The New Zealand Railways Magazine, Volume 3, Issue 12 (April 1, 1929)
The Old Lad
The Old Lad.
A picture forms itself in my mind: I am floating up the pellucid reaches of Queen Charlotte Sounds. By a process of mental calesthenics I am immediately reminded of the Old Lad. The denuded hills are miraculously clothed in billowing forest—towering rimus and totaras thrust their dark heads above the tangled verdure, clots of rata bloom punctuate the mass with vivid splashes of vermillion, like blood flecks on a dead pigeon's breast. I see a white sail scudding before a fresh breeze, I see a monstrous raft of logs drifting with the tide, and dark figures straining at long sweeps to to keep it in the fairway. I pass a solitary shack on a flax-studded promontory and my jaded nerves are lulled by the detached peace of these lonely stretches, undisturbed by pulsing propellers, palpitating pistons, and the multitudinous yelps, squalls, and shrieks which accompany the devastating charge of hectic progress.

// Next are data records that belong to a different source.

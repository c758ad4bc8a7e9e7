use super::error::{from_workspace, tool_error, tool_text};
use super::{
    CallToolResult, GetSearchPathRequest, McpError, RgMcpService, RootMode,
    SetSearchPathRequest,
};
use rg_mcp_search::SearchError;
use std::path::PathBuf;

const UNSET: &str = "<unset>";

impl RgMcpService {
    /// Folder the next search runs in, per the startup mode.
    pub(super) async fn resolve_folder(&self) -> Result<PathBuf, SearchError> {
        match self.mode.as_ref() {
            RootMode::Fixed(folder) => Ok(folder.clone()),
            RootMode::Session => {
                let session = self.session.lock().await;
                session
                    .require()
                    .map(|path| path.to_path_buf())
                    .map_err(from_workspace)
            }
            RootMode::FollowEditor(chain) => {
                let chain = chain.clone();
                let resolved = tokio::task::spawn_blocking(move || chain.resolve_with_source())
                    .await
                    .map_err(|err| SearchError::ExecutionFailure(err.to_string()))?;
                resolved.map(|r| r.path).ok_or_else(|| {
                    SearchError::ExecutionFailure(
                        "could not determine the editor workspace folder".to_string(),
                    )
                })
            }
        }
    }
}

pub(super) async fn get_search_path(
    service: &RgMcpService,
    _request: GetSearchPathRequest,
) -> Result<CallToolResult, McpError> {
    let mode = service.mode.label();
    let folder = match service.mode.as_ref() {
        RootMode::Fixed(folder) => folder.display().to_string(),
        RootMode::Session => {
            let session = service.session.lock().await;
            session
                .get()
                .map(|path| path.display().to_string())
                .unwrap_or_else(|| UNSET.to_string())
        }
        RootMode::FollowEditor(chain) => {
            let chain = chain.clone();
            match tokio::task::spawn_blocking(move || chain.resolve_with_source()).await {
                Ok(Some(resolved)) => {
                    format!("{} (via {})", resolved.path.display(), resolved.source)
                }
                Ok(None) => UNSET.to_string(),
                Err(err) => {
                    return Ok(tool_error(&SearchError::ExecutionFailure(err.to_string())))
                }
            }
        }
    };
    Ok(tool_text(format!("mode: {mode}\nsearch path: {folder}")))
}

pub(super) async fn set_search_path(
    service: &RgMcpService,
    request: SetSearchPathRequest,
) -> Result<CallToolResult, McpError> {
    if !matches!(service.mode.as_ref(), RootMode::Session) {
        return Ok(tool_error(&SearchError::InvalidInput(format!(
            "the search path is managed by the server ({} mode); restart rg-mcp without a folder argument to choose it per session",
            service.mode.label()
        ))));
    }

    let mut session = service.session.lock().await;
    match session.set_path(&request.path) {
        Ok(path) => Ok(tool_text(format!("Search path set to: {}", path.display()))),
        Err(err) => {
            log::debug!("set_search_path rejected {:?}: {err}", request.path);
            Ok(tool_error(&from_workspace(err)))
        }
    }
}
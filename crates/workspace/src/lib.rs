//! # rg-mcp workspace
//!
//! Decides which folder a search runs in.
//!
//! - [`normalize_search_folder`]: validation shared by every mode (absolute, exists, directory).
//! - [`SessionFolder`]: folder chosen explicitly by the connected client.
//! - [`ResolverChain`]: best-effort guess from the editor window, the recorded window state
//!   file, then the working directory.
//! - [`WindowStateStore`]: the JSON file the tracker writes and the chain reads.

mod error;
mod folder;
mod resolver;
mod session;
mod state;
pub mod window;

pub use error::{Result, WorkspaceError};
pub use folder::{existing_dir, normalize_search_folder, strip_verbatim_prefix};
pub use resolver::{
    ActiveEditorWindow, CurrentDir, CurrentWorkspaceResolver, LastRecordedWindow,
    ResolvedWorkspace, ResolverChain,
};
pub use session::SessionFolder;
pub use state::{
    HistoryEntry, WindowState, WindowStateStore, MAX_HISTORY, WINDOW_STATE_ENV,
    WINDOW_STATE_FILE_NAME,
};
pub use window::{
    detect_active_editor_window, extract_workspace_path, platform_window_source,
    workspace_path_from_title, EditorMatcher, NoWindowSource, WindowSnapshot, WindowSource,
};
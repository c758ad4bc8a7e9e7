use anyhow::Result;

#[tokio::main]
async fn main() -> Result<()> {
    rg_mcp::main_entry().await
}
use crate::error::{Result, WorkspaceError};
use crate::window::WindowSnapshot;
use serde::{Deserialize, Serialize};
use std::env;
use std::fs;
use std::path::{Path, PathBuf};

/// Environment override for the window state file location.
pub const WINDOW_STATE_ENV: &str = "RG_MCP_WINDOW_STATE";
pub const WINDOW_STATE_FILE_NAME: &str = "vscode_window_config.json";
pub const MAX_HISTORY: usize = 10;

#[derive(Debug, Clone, PartialEq, Eq, Serialize, Deserialize)]
pub struct HistoryEntry {
    pub timestamp: String,
    pub window_title: String,
    pub process_name: String,
}

/// On-disk record of the last detected editor window.
#[derive(Debug, Clone, Default, PartialEq, Eq, Serialize, Deserialize)]
pub struct WindowState {
    #[serde(default, skip_serializing_if = "Option::is_none")]
    pub last_updated: Option<String>,
    #[serde(
        default,
        rename = "vscode_window",
        skip_serializing_if = "Option::is_none"
    )]
    pub window: Option<WindowSnapshot>,
    #[serde(default)]
    pub history: Vec<HistoryEntry>,
}

/// Reads and writes [`WindowState`] at a fixed path.
#[derive(Debug, Clone)]
pub struct WindowStateStore {
    path: PathBuf,
}

impl WindowStateStore {
    pub fn new(path: impl Into<PathBuf>) -> Self {
        Self { path: path.into() }
    }

    /// `RG_MCP_WINDOW_STATE`, else `~/vscode_window_config.json`.
    pub fn from_env() -> Result<Self> {
        if let Some(path) = env::var(WINDOW_STATE_ENV)
            .ok()
            .map(|v| v.trim().to_string())
            .filter(|v| !v.is_empty())
        {
            return Ok(Self::new(path));
        }
        let home = dirs::home_dir().ok_or(WorkspaceError::NoHomeDir)?;
        Ok(Self::new(home.join(WINDOW_STATE_FILE_NAME)))
    }

    /// Explicit path wins; otherwise [`Self::from_env`].
    pub fn resolve(explicit: Option<PathBuf>) -> Result<Self> {
        match explicit {
            Some(path) => Ok(Self::new(path)),
            None => Self::from_env(),
        }
    }

    pub fn path(&self) -> &Path {
        &self.path
    }

    /// `Ok(None)` when the file has never been written.
    pub fn load(&self) -> Result<Option<WindowState>> {
        if !self.path.exists() {
            return Ok(None);
        }
        let data = fs::read(&self.path)?;
        Ok(Some(serde_json::from_slice(&data)?))
    }

    pub fn last_window_title(&self) -> Option<String> {
        match self.load() {
            Ok(state) => state?.window.map(|w| w.window_title),
            Err(err) => {
                log::warn!(
                    "failed to read window state {}: {err}",
                    self.path.display()
                );
                None
            }
        }
    }

    /// Stores `window` as the latest detection and appends it to the bounded history.
    ///
    /// An unreadable existing file only loses its history; the new record is still written.
    pub fn record(&self, window: &WindowSnapshot) -> Result<WindowState> {
        let mut history = match self.load() {
            Ok(state) => state.map(|s| s.history).unwrap_or_default(),
            Err(err) => {
                log::warn!(
                    "discarding unreadable window history {}: {err}",
                    self.path.display()
                );
                Vec::new()
            }
        };

        let now = timestamp_now();
        history.push(HistoryEntry {
            timestamp: now.clone(),
            window_title: window.window_title.clone(),
            process_name: window.process_name.clone(),
        });
        if history.len() > MAX_HISTORY {
            let excess = history.len() - MAX_HISTORY;
            history.drain(..excess);
        }

        let state = WindowState {
            last_updated: Some(now),
            window: Some(window.clone()),
            history,
        };

        if let Some(parent) = self.path.parent().filter(|p| !p.as_os_str().is_empty()) {
            fs::create_dir_all(parent)?;
        }
        let data = serde_json::to_vec_pretty(&state)?;
        fs::write(&self.path, data)?;
        log::info!("window state saved to {}", self.path.display());
        Ok(state)
    }
}

/// Local time, ISO-8601 with microseconds and no offset.
fn timestamp_now() -> String {
    chrono::Local::now()
        .format("%Y-%m-%dT%H:%M:%S%.6f")
        .to_string()
}
use anyhow::{Context, Result};
use rg_mcp_search::{RgLocator, SearchLimits, SearchRequest, Searcher};
use rg_mcp_workspace::{
    detect_active_editor_window, platform_window_source, workspace_path_from_title,
    EditorMatcher, ResolverChain, WindowStateStore,
};
use serde::Serialize;
use std::path::PathBuf;

pub struct GlobalOptions {
    pub window_state: Option<PathBuf>,
    pub rg: Option<PathBuf>,
}

impl GlobalOptions {
    fn store(&self) -> Result<WindowStateStore> {
        WindowStateStore::resolve(self.window_state.clone())
            .context("Failed to locate the window state file")
    }
}

pub fn record(options: &GlobalOptions) -> Result<()> {
    let store = options.store()?;
    let source = platform_window_source();

    let Some(window) = detect_active_editor_window(source.as_ref(), &EditorMatcher::vscode())
    else {
        println!("No active VS Code window found.");
        println!("Make sure VS Code is running and its window is visible.");
        return Ok(());
    };

    println!("Found VS Code window: {}", window.window_title);
    println!("  process: {} (pid {})", window.process_name, window.pid);
    println!("  executable: {}", window.exe_path);
    match workspace_path_from_title(&window.window_title) {
        Some(path) => println!("  workspace: {}", path.display()),
        None => log::info!("window title does not name an existing folder"),
    }

    let state = store
        .record(&window)
        .with_context(|| format!("Failed to write {}", store.path().display()))?;
    println!(
        "Saved to {} ({} history entries)",
        store.path().display(),
        state.history.len()
    );
    Ok(())
}

#[derive(Serialize)]
struct ResolveOutput {
    path: String,
    source: &'static str,
}

pub fn resolve(options: &GlobalOptions, json: bool) -> Result<()> {
    let chain = ResolverChain::follow_editor(options.store()?);
    let resolved = chain
        .resolve_with_source()
        .context("No workspace folder could be determined")?;

    if json {
        let out = ResolveOutput {
            path: resolved.path.display().to_string(),
            source: resolved.source,
        };
        println!("{}", serde_json::to_string(&out)?);
    } else {
        println!("{}", resolved.path.display());
    }
    Ok(())
}

/// Returns `false` when the search failed; the error text has already been printed.
pub async fn search(
    options: &GlobalOptions,
    pattern: &str,
    folder: Option<PathBuf>,
    definitions: bool,
) -> Result<bool> {
    let folder = match folder {
        Some(folder) => folder,
        None => {
            let chain = ResolverChain::follow_editor(options.store()?);
            chain
                .resolve_with_source()
                .map(|r| r.path)
                .context("No workspace folder could be determined")?
        }
    };
    log::debug!("searching {}", folder.display());

    let locator = RgLocator::from_env().with_explicit(options.rg.clone());
    let searcher = Searcher::new(locator, SearchLimits::default());
    let result = if definitions {
        searcher.search_definitions(pattern, &folder).await
    } else {
        searcher
            .search_files(&SearchRequest::new(pattern, folder))
            .await
    };

    match result {
        Ok(outcome) => {
            println!("{}", outcome.render());
            Ok(true)
        }
        Err(err) => {
            eprintln!("{}", err.render());
            Ok(false)
        }
    }
}
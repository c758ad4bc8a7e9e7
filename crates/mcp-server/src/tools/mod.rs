//! MCP tool surface.
//!
//! Schemas and dispatch are kept apart so request shapes can be read without the handlers.

mod dispatch;
mod schemas;

pub use dispatch::RgMcpService;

I see the Old Lad in the pride of his virile youth—narrow of girth, thick of chest and neck, slim of thigh and calf, with a pair of “moleskins” covering (but not concealing) the slim symmetry of his lower limbs. I admire the calm confidence in his blue eyes, the uncomscious strength in his physical poise. I am back in the “seventies.” I compare him with the Old Lad of to-day—a man four-score, legs slightly bowed, feet planted firmly on the ground, knotted hands, twisted fingers, bristling white whiskers, and fierce blue eyes which are a poor subterfuge to conceal a sympathetic nature. I detect the ghost of his youth in his voice—a hint of waning strength, and it fills me with something like sadness, for the Old Lad is eighty as years count. Nevertheless he still lives in the days of his youth, his eye still twinkles when he recounts the deviltries of his page 14 boyhood, as he loves to do. Comedy, tragedy, cold, hunger, and the daily hazards of a hard life were his portion.